Article
Financial Lending

The Psychology of Borrowing and Lending

Date: 2013
Author: Noah J. Goldstein, Ashley N. Angulo, Michael I. Norton
Contributor: eb™ Research Team

How do we feel when other people – like our friends and family – spend our money? A great deal of research explores the factors that influence our satisfaction with the goods and services that we consume with our own money (Bearden and Teel 1983; Spreng et al. 1996; Van Boven and Gilovich 2003). However, there is surprisingly little research on the factors that influence our satisfaction with the goods and services that other people consume with our money. In particular, we explore the case in which one person loans another a sum of money and then must watch (uncomfortably) as that borrower spends that cash before paying it back to the lender.

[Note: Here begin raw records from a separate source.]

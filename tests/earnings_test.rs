//! Teacher earnings: activity-gated payouts, period settlement and refunds.

mod common;

use chrono::{Duration, Utc};
use sea_orm::{ActiveModelTrait, ColumnTrait, EntityTrait, QueryFilter, Set};

use campus::domain::earnings::{EarningStatus, Period};
use campus::domain::monetization::MonetizationType;
use campus::domain::payment::{PaymentStatus, PurchaseTarget};
use campus::domain::{Actor, UserRole};
use campus::infrastructure::database::entities::{course, lesson, watch_activity};
use campus::shared::errors::DomainError;
use campus::AppServices;

use common::{create_test_services, create_user, draft_course, new_course};

fn admin() -> Actor {
    Actor::new("platform-admin", UserRole::Admin)
}

fn this_week() -> Period {
    let now = Utc::now();
    Period::new(now - Duration::days(7), now + Duration::days(1)).unwrap()
}

/// Premium course at 100.00 with one lesson.
async fn premium_course(app: &AppServices, teacher: &Actor) -> (course::Model, lesson::Model) {
    let mut input = new_course("Premium Rust", None);
    input.monetization_type = MonetizationType::Premium;
    input.price_cents = 10_000;
    let (created, first) = draft_course(app, teacher, input).await;
    let published = app.courses.publish(teacher, &created.id).await.unwrap();
    (published, first)
}

/// Buy the course and enroll; returns the completed payment id.
async fn buy_and_enroll(app: &AppServices, student: &Actor, course_id: &str) -> String {
    let pending = app
        .payments
        .create(student, PurchaseTarget::Course(course_id.to_string()), None)
        .await
        .unwrap();
    let paid = app.payments.complete(student, &pending.id, None).await.unwrap();
    assert_eq!(paid.status, PaymentStatus::Completed);
    app.enrollment.enroll(student, course_id).await.unwrap();
    paid.id
}

/// Shift today's playback row back by `days`, as if it was watched then.
async fn backdate_watch_day(app: &AppServices, student_id: &str, days: i64) {
    let today = Utc::now().date_naive();
    let row = watch_activity::Entity::find()
        .filter(watch_activity::Column::StudentId.eq(student_id))
        .filter(watch_activity::Column::Day.eq(today))
        .one(&app.db)
        .await
        .unwrap()
        .expect("watch row for today");
    let shifted = row.first_seen_at - Duration::days(days);
    let mut active: watch_activity::ActiveModel = row.into();
    active.day = Set(shifted.date_naive());
    active.first_seen_at = Set(shifted);
    active.update(&app.db).await.unwrap();
}

/// Watch the lesson on three distinct days ending today.
async fn watch_on_three_days(app: &AppServices, student: &Actor, lesson_id: &str) {
    for back in [2, 1] {
        app.video_features.save_progress(student, lesson_id, 30, 300).await.unwrap();
        backdate_watch_day(app, &student.user_id, back).await;
    }
    app.video_features.save_progress(student, lesson_id, 60, 300).await.unwrap();
}

#[tokio::test]
async fn each_watch_day_counts_once() {
    let app = create_test_services().await;
    let teacher = create_user(&app, "teacher", UserRole::Teacher).await;
    let student = create_user(&app, "student", UserRole::Student).await;
    let (course, first) = premium_course(&app, &teacher).await;
    buy_and_enroll(&app, &student, &course.id).await;

    app.video_features.save_progress(&student, &first.id, 30, 300).await.unwrap();
    backdate_watch_day(&app, &student.user_id, 2).await;
    app.video_features.save_progress(&student, &first.id, 60, 300).await.unwrap();
    // A second save on the same day adds nothing.
    app.video_features.save_progress(&student, &first.id, 90, 300).await.unwrap();

    let activity = app.earnings.student_activity(&teacher.user_id, &this_week()).await.unwrap();
    assert_eq!(activity.get(&student.user_id), Some(&2));
}

#[tokio::test]
async fn inactive_students_earnings_are_withheld() {
    let app = create_test_services().await;
    let teacher = create_user(&app, "teacher", UserRole::Teacher).await;
    let student = create_user(&app, "student", UserRole::Student).await;
    let (course, first) = premium_course(&app, &teacher).await;
    buy_and_enroll(&app, &student, &course.id).await;

    let summary = app.earnings.summary(&teacher, &teacher.user_id, this_week()).await.unwrap();
    assert_eq!(summary.gross_cents, 10_000);
    assert_eq!(summary.share_cents, 7_000);
    assert_eq!(summary.payout.payable_cents, 0);
    assert_eq!(summary.payout.withheld_cents, 7_000);
    assert_eq!(summary.payout.inactive_students, 1);

    watch_on_three_days(&app, &student, &first.id).await;

    let payout = app.earnings.payout(&teacher, &teacher.user_id, this_week()).await.unwrap();
    assert_eq!(payout.payable_cents, 7_000);
    assert_eq!(payout.withheld_cents, 0);
    assert_eq!(payout.active_students, 1);
}

#[tokio::test]
async fn only_admins_settle_a_period_and_withheld_stays_pending() {
    let app = create_test_services().await;
    let teacher = create_user(&app, "teacher", UserRole::Teacher).await;
    let busy = create_user(&app, "busy", UserRole::Student).await;
    let idle = create_user(&app, "idle", UserRole::Student).await;
    let (course, first) = premium_course(&app, &teacher).await;
    buy_and_enroll(&app, &busy, &course.id).await;
    buy_and_enroll(&app, &idle, &course.id).await;
    watch_on_three_days(&app, &busy, &first.id).await;

    let res = app.earnings.mark_period_paid(&teacher, &teacher.user_id, this_week()).await;
    assert!(matches!(res, Err(DomainError::Forbidden(_))));

    let settled = app
        .earnings
        .mark_period_paid(&admin(), &teacher.user_id, this_week())
        .await
        .unwrap();
    assert_eq!(settled.payable_cents, 7_000);
    assert_eq!(settled.withheld_cents, 7_000);

    let earnings = app.earnings.list(&teacher, &teacher.user_id).await.unwrap();
    let status_of = |student: &Actor| {
        earnings
            .iter()
            .find(|e| e.student_id.as_deref() == Some(student.user_id.as_str()))
            .map(|e| e.status)
    };
    assert_eq!(status_of(&busy), Some(EarningStatus::Paid));
    assert_eq!(status_of(&idle), Some(EarningStatus::Pending));

    // Settling again pays nothing twice.
    let again = app
        .earnings
        .mark_period_paid(&admin(), &teacher.user_id, this_week())
        .await
        .unwrap();
    assert_eq!(again.payable_cents, 0);
}

#[tokio::test]
async fn refund_reverses_pending_earnings_out_of_the_payout() {
    let app = create_test_services().await;
    let teacher = create_user(&app, "teacher", UserRole::Teacher).await;
    let student = create_user(&app, "student", UserRole::Student).await;
    let (course, first) = premium_course(&app, &teacher).await;
    let payment_id = buy_and_enroll(&app, &student, &course.id).await;
    watch_on_three_days(&app, &student, &first.id).await;

    let denied = app.payments.refund(&student, &payment_id).await;
    assert!(matches!(denied, Err(DomainError::Forbidden(_))));

    let refunded = app.payments.refund(&admin(), &payment_id).await.unwrap();
    assert_eq!(refunded.status, PaymentStatus::Refunded);

    let earnings = app.earnings.list(&teacher, &teacher.user_id).await.unwrap();
    assert_eq!(earnings.len(), 1);
    assert_eq!(earnings[0].status, EarningStatus::Reversed);

    let summary = app.earnings.summary(&teacher, &teacher.user_id, this_week()).await.unwrap();
    assert_eq!(summary.reversed_cents, 7_000);
    assert_eq!(summary.gross_cents, 0);
    assert_eq!(summary.pending_cents, 0);
    assert_eq!(summary.payout.payable_cents, 0);

    let settled = app
        .earnings
        .mark_period_paid(&admin(), &teacher.user_id, this_week())
        .await
        .unwrap();
    assert!(settled.payable_ids.is_empty());
}

#[tokio::test]
async fn refund_after_payout_leaves_paid_earnings_alone() {
    let app = create_test_services().await;
    let teacher = create_user(&app, "teacher", UserRole::Teacher).await;
    let student = create_user(&app, "student", UserRole::Student).await;
    let (course, first) = premium_course(&app, &teacher).await;
    let payment_id = buy_and_enroll(&app, &student, &course.id).await;
    watch_on_three_days(&app, &student, &first.id).await;

    app.earnings
        .mark_period_paid(&admin(), &teacher.user_id, this_week())
        .await
        .unwrap();
    app.payments.refund(&admin(), &payment_id).await.unwrap();

    let earnings = app.earnings.list(&teacher, &teacher.user_id).await.unwrap();
    assert_eq!(earnings[0].status, EarningStatus::Paid);
    assert!(earnings[0].paid_at.is_some());
}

We suggest that this mixing of friendship and finance can quickly go awry, harming relationships in the process. Researchers have drawn distinctions between market and communal relationships (Fiske 1992) and the unique currency (i.e., financial and social, respectively) that is acceptable for exchange within each (Heyman and Ariely 2004). Situations that blend the two types of exchanges – like close friends loaning money to each other in the manner of a bank – often have unexpected consequences. Exchange relationships between lenders and borrowers are unique but prevalent; the implications can be small, ranging from a cup of sugar lent to one’s neighbor, to monumental in the 2008 example of the federal government loaning A.I.G. money in the largest bailout in American history (Walsh 2008). Due to the everyday and large-scale implications of lending relationships, it is important for researchers to understand how the details of the exchange, the purchase, and different expectations influence satisfaction with the various dimensions of the lending and borrowing experience.